**INSTRUCTIONS TO FOLLOW**
If a line of the data contains the word "ConfigError", it is counted; report how many such lines there are and nothing else.

◆ ◆ ◆

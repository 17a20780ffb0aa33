use serde::Deserialize;
use std::iter::Sum;
use std::ops::{Add, AddAssign, Div, Mul, Neg, Sub};

#[derive(Debug, Clone, Copy, PartialEq, Default, Deserialize)]
pub struct Vector3D {
    pub x: f64,
    pub y: f64,
    pub z: f64,
}

impl Vector3D {
    pub fn new(x: f64, y: f64, z: f64) -> Self {
        Vector3D { x, y, z }
    }

    pub fn zero() -> Self {
        Vector3D::new(0.0, 0.0, 0.0)
    }

    /// Vector along the world "up" axis. All forces in the launch model act along it.
    pub fn up(magnitude: f64) -> Self {
        Vector3D::new(0.0, magnitude, 0.0)
    }

    pub fn magnitude(&self) -> f64 {
        (self.x.powi(2) + self.y.powi(2) + self.z.powi(2)).sqrt()
    }

    pub fn scale(&self, scalar: f64) -> Self {
        Vector3D::new(self.x * scalar, self.y * scalar, self.z * scalar)
    }

    pub fn normalize(&self) -> Self {
        let mag = self.magnitude();
        if mag == 0.0 {
            *self
        } else {
            *self / mag
        }
    }

    pub fn dot(&self, other: &Vector3D) -> f64 {
        self.x * other.x + self.y * other.y + self.z * other.z
    }

    pub fn is_finite(&self) -> bool {
        self.x.is_finite() && self.y.is_finite() && self.z.is_finite()
    }
}

impl Sum for Vector3D {
    fn sum<I: Iterator<Item = Self>>(iter: I) -> Self {
        iter.fold(Vector3D::zero(), |a, b| a + b)
    }
}

impl Add for Vector3D {
    type Output = Self;

    fn add(self, other: Self) -> Self {
        Vector3D::new(self.x + other.x, self.y + other.y, self.z + other.z)
    }
}

impl AddAssign for Vector3D {
    fn add_assign(&mut self, other: Self) {
        *self = *self + other;
    }
}

impl Sub for Vector3D {
    type Output = Self;

    fn sub(self, other: Self) -> Self {
        Vector3D::new(self.x - other.x, self.y - other.y, self.z - other.z)
    }
}

impl Mul<f64> for Vector3D {
    type Output = Self;

    fn mul(self, scalar: f64) -> Self {
        self.scale(scalar)
    }
}

impl Mul<Vector3D> for f64 {
    type Output = Vector3D;

    fn mul(self, vector: Vector3D) -> Vector3D {
        vector.scale(self)
    }
}

impl Div<f64> for Vector3D {
    type Output = Self;

    fn div(self, scalar: f64) -> Self {
        Vector3D::new(self.x / scalar, self.y / scalar, self.z / scalar)
    }
}

impl Neg for Vector3D {
    type Output = Self;

    fn neg(self) -> Self {
        Vector3D::new(-self.x, -self.y, -self.z)
    }
}

#[cfg(test)]
mod tests {
    use super::*;
    use approx::assert_relative_eq;

    fn samples() -> Vec<Vector3D> {
        vec![
            Vector3D::new(1.0, 2.0, 3.0),
            Vector3D::new(-4.5, 0.25, 8.0),
            Vector3D::new(0.0, -7.0, 1e3),
            Vector3D::zero(),
        ]
    }

    #[test]
    fn test_add_is_commutative() {
        for a in samples() {
            for b in samples() {
                assert_eq!(a + b, b + a);
            }
        }
    }

    #[test]
    fn test_add_is_associative() {
        let a = Vector3D::new(1.0, 2.0, 4.0);
        let b = Vector3D::new(0.5, -1.0, 8.0);
        let c = Vector3D::new(-3.0, 0.25, 2.0);
        assert_eq!((a + b) + c, a + (b + c));
    }

    #[test]
    fn test_scale_distributes_over_add() {
        for a in samples() {
            for b in samples() {
                for s in [0.0, -2.0, 0.5, 17.25] {
                    let lhs = (a + b).scale(s);
                    let rhs = a.scale(s) + b.scale(s);
                    assert_relative_eq!(lhs.x, rhs.x, epsilon = 1e-9);
                    assert_relative_eq!(lhs.y, rhs.y, epsilon = 1e-9);
                    assert_relative_eq!(lhs.z, rhs.z, epsilon = 1e-9);
                }
            }
        }
    }

    #[test]
    fn test_magnitude() {
        assert_eq!(Vector3D::zero().magnitude(), 0.0);
        assert_eq!(Vector3D::new(2.0, 3.0, 6.0).magnitude(), 7.0);
        for v in samples() {
            assert!(v.magnitude() >= 0.0);
        }
        assert!(Vector3D::new(0.0, 1e-12, 0.0).magnitude() > 0.0);
    }

    #[test]
    fn test_operations_return_new_values() {
        let v = Vector3D::new(1.0, 1.0, 1.0);
        let scaled = v.scale(3.0);
        let sum = v + scaled;
        assert_eq!(v, Vector3D::new(1.0, 1.0, 1.0));
        assert_eq!(scaled, Vector3D::new(3.0, 3.0, 3.0));
        assert_eq!(sum, Vector3D::new(4.0, 4.0, 4.0));
    }

    #[test]
    fn test_normalize() {
        let unit = Vector3D::new(0.0, -5.0, 0.0).normalize();
        assert_eq!(unit, Vector3D::new(0.0, -1.0, 0.0));
        assert_eq!(Vector3D::zero().normalize(), Vector3D::zero());
    }

    #[test]
    fn test_operators_agree_with_scale() {
        let v = Vector3D::new(1.0, -2.0, 3.0);
        assert_eq!(v * 2.0, v.scale(2.0));
        assert_eq!(2.0 * v, v.scale(2.0));
        assert_eq!(-v, v.scale(-1.0));
        assert_eq!(v - v, Vector3D::zero());
        assert_eq!(vec![v, v, v].into_iter().sum::<Vector3D>(), v * 3.0);
    }
}
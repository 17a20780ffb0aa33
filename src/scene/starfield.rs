//! Point cloud for the background starfield.
//!
//! Only the data is produced here; a renderer turns it into a points mesh.

use rand::Rng;

use crate::constants::{STARFIELD_EXTENT, STAR_COUNT};
use crate::utils::vector3d::Vector3D;

#[derive(Debug, Clone, PartialEq)]
pub struct Star {
    pub position: Vector3D,
    pub color: [f32; 3],
}

#[derive(Debug, Clone, PartialEq)]
pub struct Starfield {
    pub stars: Vec<Star>,
    pub extent: f64,
}

impl Starfield {
    /// Scatters `count` stars uniformly through a cube of side `extent`
    /// centred on the origin, each with a random RGB color.
    pub fn generate<R: Rng + ?Sized>(rng: &mut R, count: usize, extent: f64) -> Self {
        let half = extent / 2.0;
        let stars = (0..count)
            .map(|_| Star {
                position: Vector3D::new(
                    (rng.gen::<f64>() - 0.5) * extent,
                    (rng.gen::<f64>() - 0.5) * extent,
                    (rng.gen::<f64>() - 0.5) * extent,
                ),
                color: [rng.gen(), rng.gen(), rng.gen()],
            })
            .collect();

        log::debug!("Generated {} stars within +/-{}", count, half);
        Starfield { stars, extent }
    }

    pub fn with_defaults<R: Rng + ?Sized>(rng: &mut R) -> Self {
        Self::generate(rng, STAR_COUNT, STARFIELD_EXTENT)
    }

    pub fn len(&self) -> usize {
        self.stars.len()
    }

    pub fn is_empty(&self) -> bool {
        self.stars.is_empty()
    }

    /// Flattened `[x, y, z, x, y, z, ...]` buffer, the layout GPU point meshes expect.
    pub fn position_buffer(&self) -> Vec<f32> {
        self.stars
            .iter()
            .flat_map(|star| {
                [
                    star.position.x as f32,
                    star.position.y as f32,
                    star.position.z as f32,
                ]
            })
            .collect()
    }

    pub fn color_buffer(&self) -> Vec<f32> {
        self.stars.iter().flat_map(|star| star.color).collect()
    }
}
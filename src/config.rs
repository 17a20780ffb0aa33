//! Scenario configuration loaded from TOML.
//!
//! Every key is optional; anything left out falls back to the launch pad
//! defaults in [`crate::constants`]. A minimal scenario only overrides what it
//! needs:
//!
//! ```toml
//! max_simulation_time = 60.0
//!
//! [rocket]
//! thrust = 10.0
//!
//! [integration]
//! force_accumulation = "per_tick"
//! ```

use std::fs;
use std::path::Path;

use serde::Deserialize;

use crate::constants::*;
use crate::control::parameters::TunableParameter;
use crate::errors::SimulationError;
use crate::utils::vector3d::Vector3D;

/// Whether the force accumulator keeps contributions from earlier ticks.
#[derive(Deserialize, Debug, Clone, Copy, PartialEq, Eq, Default)]
#[serde(rename_all = "snake_case")]
pub enum ForceAccumulation {
    /// Forces compound across every tick of the flight (legacy behaviour).
    #[default]
    Persistent,
    /// Accumulator is cleared at the start of each tick.
    PerTick,
}

/// Speed fed into the drag equation.
#[derive(Deserialize, Debug, Clone, Copy, PartialEq, Eq, Default)]
#[serde(rename_all = "snake_case")]
pub enum DragModel {
    /// Constant downward drag evaluated at unit speed (legacy behaviour).
    #[default]
    UnitSpeed,
    /// Quadratic drag opposing the body's actual velocity.
    BodySpeed,
}

/// How position and velocity are stepped from the acceleration.
#[derive(Deserialize, Debug, Clone, Copy, PartialEq, Eq, Default)]
#[serde(rename_all = "snake_case")]
pub enum TimeScaling {
    /// Position steps with `dt / 60` using the old velocity, velocity steps with `dt`.
    #[default]
    Legacy,
    /// Velocity first, then position, both with `dt`.
    SemiImplicitEuler,
}

#[derive(Deserialize, Debug, Clone, Copy, PartialEq, Eq, Default)]
#[serde(default)]
pub struct IntegrationConfig {
    pub force_accumulation: ForceAccumulation,
    pub drag_model: DragModel,
    pub time_scaling: TimeScaling,
}

impl IntegrationConfig {
    /// Compounding forces, constant drag and mixed time scaling of the launch animation.
    pub fn legacy() -> Self {
        IntegrationConfig::default()
    }

    /// Per-tick forces, velocity dependent drag and a consistent time step.
    pub fn physical() -> Self {
        IntegrationConfig {
            force_accumulation: ForceAccumulation::PerTick,
            drag_model: DragModel::BodySpeed,
            time_scaling: TimeScaling::SemiImplicitEuler,
        }
    }
}

#[derive(Deserialize, Debug, Clone, PartialEq)]
#[serde(default)]
pub struct RocketConfig {
    pub dry_mass: f64,
    pub fuel_mass: f64,
    pub fuel_burn_rate: f64,
    pub thrust: f64,
    pub gravity: f64,
    pub drag_coefficient: f64,
    pub air_density: f64,
    pub radius: f64,
}

impl Default for RocketConfig {
    fn default() -> Self {
        RocketConfig {
            dry_mass: DEFAULT_DRY_MASS,
            fuel_mass: DEFAULT_FUEL_MASS,
            fuel_burn_rate: DEFAULT_FUEL_BURN_RATE,
            thrust: DEFAULT_THRUST,
            gravity: DEFAULT_GRAVITY,
            drag_coefficient: DEFAULT_DRAG_COEFFICIENT,
            air_density: DEFAULT_AIR_DENSITY,
            radius: DEFAULT_CROSS_SECTION_RADIUS,
        }
    }
}

impl RocketConfig {
    pub fn value(&self, parameter: TunableParameter) -> f64 {
        match parameter {
            TunableParameter::DryMass => self.dry_mass,
            TunableParameter::Gravity => self.gravity,
            TunableParameter::Thrust => self.thrust,
            TunableParameter::FuelMass => self.fuel_mass,
            TunableParameter::FuelBurnRate => self.fuel_burn_rate,
            TunableParameter::Radius => self.radius,
        }
    }

    pub fn validate(&self) -> Result<(), SimulationError> {
        for parameter in TunableParameter::ALL {
            parameter.validate(self.value(parameter))?;
        }
        validate_non_negative("drag_coefficient", self.drag_coefficient)?;
        validate_non_negative("air_density", self.air_density)?;
        Ok(())
    }
}

#[derive(Deserialize, Debug, Clone, PartialEq)]
#[serde(default)]
pub struct SimulationConfig {
    pub ground_height: f64,
    pub tick_rate: f64,
    pub max_simulation_time: f64,
    pub launch_position: Vector3D,
    pub rocket: RocketConfig,
    pub integration: IntegrationConfig,
}

impl Default for SimulationConfig {
    fn default() -> Self {
        SimulationConfig {
            ground_height: GROUND_HEIGHT,
            tick_rate: TICK_RATE,
            max_simulation_time: MAX_SIMULATION_TIME,
            launch_position: Vector3D::new(LAUNCH_PAD_X, LAUNCH_PAD_Y, LAUNCH_PAD_Z),
            rocket: RocketConfig::default(),
            integration: IntegrationConfig::default(),
        }
    }
}

impl SimulationConfig {
    pub fn from_toml_str(source: &str) -> Result<Self, SimulationError> {
        let config: SimulationConfig = toml::from_str(source)?;
        config.validate()?;
        Ok(config)
    }

    pub fn load(path: impl AsRef<Path>) -> Result<Self, SimulationError> {
        let source = fs::read_to_string(path.as_ref())?;
        log::debug!("Loaded scenario from {}", path.as_ref().display());
        Self::from_toml_str(&source)
    }

    pub fn validate(&self) -> Result<(), SimulationError> {
        self.rocket.validate()?;

        if !self.ground_height.is_finite() {
            return Err(invalid("ground_height", self.ground_height, f64::MIN, f64::MAX));
        }
        if !self.launch_position.is_finite() {
            return Err(SimulationError::ConfigError(
                "launch_position must have finite components".to_string(),
            ));
        }
        if !(self.tick_rate.is_finite() && self.tick_rate > 0.0) {
            return Err(invalid("tick_rate", self.tick_rate, f64::MIN_POSITIVE, f64::MAX));
        }
        validate_non_negative("max_simulation_time", self.max_simulation_time)?;
        Ok(())
    }

    /// Seconds between two driver ticks.
    pub fn tick_interval(&self) -> f64 {
        1.0 / self.tick_rate
    }
}

fn validate_non_negative(name: &str, value: f64) -> Result<(), SimulationError> {
    if value.is_finite() && value >= 0.0 {
        Ok(())
    } else {
        Err(invalid(name, value, 0.0, f64::MAX))
    }
}

fn invalid(name: &str, value: f64, min: f64, max: f64) -> SimulationError {
    SimulationError::InvalidParameter {
        name: name.to_string(),
        value,
        min,
        max,
    }
}

#[cfg(test)]
mod tests {
    use super::*;

    #[test]
    fn test_empty_scenario_uses_defaults() {
        let config = SimulationConfig::from_toml_str("").unwrap();
        assert_eq!(config, SimulationConfig::default());
        assert_eq!(config.integration, IntegrationConfig::legacy());
        assert_eq!(config.ground_height, 0.4);
        assert_eq!(config.launch_position, Vector3D::new(0.0, 0.4, 0.0));
    }

    #[test]
    fn test_partial_scenario() {
        let source = r#"
            max_simulation_time = 30.0
            launch_position = { x = 1.0, y = 2.0, z = 3.0 }

            [rocket]
            thrust = 10.0
            fuel_mass = 5.0

            [integration]
            force_accumulation = "per_tick"
            time_scaling = "semi_implicit_euler"
        "#;
        let config = SimulationConfig::from_toml_str(source).unwrap();

        assert_eq!(config.max_simulation_time, 30.0);
        assert_eq!(config.launch_position, Vector3D::new(1.0, 2.0, 3.0));
        assert_eq!(config.rocket.thrust, 10.0);
        assert_eq!(config.rocket.fuel_mass, 5.0);
        assert_eq!(config.rocket.dry_mass, DEFAULT_DRY_MASS);
        assert_eq!(
            config.integration.force_accumulation,
            ForceAccumulation::PerTick
        );
        assert_eq!(config.integration.drag_model, DragModel::UnitSpeed);
        assert_eq!(
            config.integration.time_scaling,
            TimeScaling::SemiImplicitEuler
        );
    }

    #[test]
    fn test_out_of_range_parameter_is_rejected() {
        let err = SimulationConfig::from_toml_str("[rocket]\ngravity = 11.0\n").unwrap_err();
        match err {
            SimulationError::InvalidParameter { name, value, .. } => {
                assert_eq!(name, "gravity");
                assert_eq!(value, 11.0);
            }
            other => panic!("unexpected error: {other}"),
        }
    }

    #[test]
    fn test_negative_air_density_is_rejected() {
        let result = SimulationConfig::from_toml_str("[rocket]\nair_density = -1.0\n");
        assert!(matches!(
            result,
            Err(SimulationError::InvalidParameter { .. })
        ));
    }

    #[test]
    fn test_unknown_integration_mode_is_config_error() {
        let result = SimulationConfig::from_toml_str("[integration]\ndrag_model = \"cubic\"\n");
        assert!(matches!(result, Err(SimulationError::ConfigError(_))));
    }

    #[test]
    fn test_zero_tick_rate_is_rejected() {
        let result = SimulationConfig::from_toml_str("tick_rate = 0.0\n");
        assert!(result.is_err());
    }

    #[test]
    fn test_missing_file_is_io_error() {
        let result = SimulationConfig::load("does/not/exist.toml");
        assert!(matches!(result, Err(SimulationError::Io(_))));
    }
}
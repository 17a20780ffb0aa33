use std::f64::consts::PI;

use crate::config::DragModel;
use crate::constants::LEGACY_DRAG_SPEED;
use crate::{control::environment::Environment, utils::vector3d::Vector3D};

#[derive(Debug, Clone)]
pub struct Aerodynamics {
    pub drag_coefficient: f64,
    pub radius: f64,
}

impl Aerodynamics {
    pub fn new(drag_coefficient: f64, radius: f64) -> Self {
        Aerodynamics {
            drag_coefficient,
            radius,
        }
    }

    pub fn cross_sectional_area(&self) -> f64 {
        PI * self.radius * self.radius
    }

    pub fn calculate_drag(
        &self,
        velocity: Vector3D,
        environment: &Environment,
        model: DragModel,
    ) -> Vector3D {
        match model {
            DragModel::UnitSpeed => {
                let drag_magnitude = self.drag_magnitude(LEGACY_DRAG_SPEED, environment);
                Vector3D::up(-drag_magnitude)
            }
            DragModel::BodySpeed => {
                let speed = velocity.magnitude();
                if speed > 0.0 {
                    -velocity.normalize() * self.drag_magnitude(speed, environment)
                } else {
                    Vector3D::zero()
                }
            }
        }
    }

    fn drag_magnitude(&self, speed: f64, environment: &Environment) -> f64 {
        let dynamic_pressure = 0.5 * environment.air_density * speed.powi(2);
        dynamic_pressure * self.drag_coefficient * self.cross_sectional_area()
    }
}
use crate::constants::{DEFAULT_AIR_DENSITY, DEFAULT_GRAVITY};
use crate::utils::vector3d::Vector3D;

#[derive(Debug, Clone, PartialEq)]
pub struct Environment {
    pub gravity: f64,
    pub air_density: f64,
}

impl Default for Environment {
    fn default() -> Self {
        Environment::new(DEFAULT_GRAVITY, DEFAULT_AIR_DENSITY)
    }
}

impl Environment {
    pub fn new(gravity: f64, air_density: f64) -> Self {
        Environment {
            gravity,
            air_density,
        }
    }

    /// Weight of a body of the given mass, pointing down.
    pub fn gravity_force(&self, mass: f64) -> Vector3D {
        Vector3D::up(-mass * self.gravity)
    }
}
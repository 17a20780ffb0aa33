use crate::{
    config::{IntegrationConfig, RocketConfig},
    trajectory_system::{aerodynamics::Aerodynamics, kinematics::Kinematics},
    utils::vector3d::Vector3D,
};

use super::{environment::Environment, propulsion::PropulsionSystem};

/// Flight labels assigned by the frame driver from the rocket's fields.
#[derive(PartialEq, Eq, Debug, Clone, Copy)]
pub enum RocketState {
    Idle,
    Powered,
    Coasting,
    Landed,
}

#[derive(Debug, Clone)]
pub struct Rocket {
    pub propulsion: PropulsionSystem,
    pub environment: Environment,
    pub kinematics: Kinematics,
    pub aerodynamics: Aerodynamics,
    pub integration: IntegrationConfig,
    total_mass: f64,
}

impl Rocket {
    pub fn new(
        propulsion: PropulsionSystem,
        environment: Environment,
        aerodynamics: Aerodynamics,
        launch_site_position: Vector3D,
        integration: IntegrationConfig,
    ) -> Self {
        let total_mass = propulsion.get_total_mass();
        Rocket {
            propulsion,
            environment,
            kinematics: Kinematics::new(launch_site_position),
            aerodynamics,
            integration,
            total_mass,
        }
    }

    pub fn from_config(
        config: &RocketConfig,
        launch_site_position: Vector3D,
        integration: IntegrationConfig,
    ) -> Self {
        Rocket::new(
            PropulsionSystem::new(
                config.thrust,
                config.fuel_mass,
                config.fuel_burn_rate,
                config.dry_mass,
            ),
            Environment::new(config.gravity, config.air_density),
            Aerodynamics::new(config.drag_coefficient, config.radius),
            launch_site_position,
            integration,
        )
    }

    /// Advances the rocket by one animation tick.
    ///
    /// Thrust and gravity act along +y/-y. Fuel consumption is one fixed
    /// tick's worth per call; `delta_time` only feeds the integration step.
    pub fn advance(&mut self, delta_time: f64) {
        self.kinematics.begin_tick(self.integration.force_accumulation);

        if !self.propulsion.is_out_of_fuel() {
            let thrust = self.propulsion.burn();
            self.kinematics.apply_force(Vector3D::up(thrust));
        }

        self.total_mass = self.propulsion.get_total_mass();

        self.kinematics
            .apply_force(self.environment.gravity_force(self.total_mass));

        let drag = self.aerodynamics.calculate_drag(
            self.kinematics.velocity,
            &self.environment,
            self.integration.drag_model,
        );
        self.kinematics.apply_force(drag);

        self.kinematics.integrate(
            delta_time,
            self.total_mass,
            self.integration.time_scaling,
        );
    }

    /// Mass used by the most recent tick (recomputed after parameter edits).
    pub fn total_mass(&self) -> f64 {
        self.total_mass
    }

    pub fn refresh_total_mass(&mut self) {
        self.total_mass = self.propulsion.get_total_mass();
    }

    pub fn position(&self) -> Vector3D {
        self.kinematics.position
    }

    pub fn velocity(&self) -> Vector3D {
        self.kinematics.velocity
    }

    pub fn acceleration(&self) -> Vector3D {
        self.kinematics.acceleration
    }

    pub fn fuel_mass(&self) -> f64 {
        self.propulsion.fuel_mass
    }
}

◆ ◆ ◆

**RESPONSE BOX**
2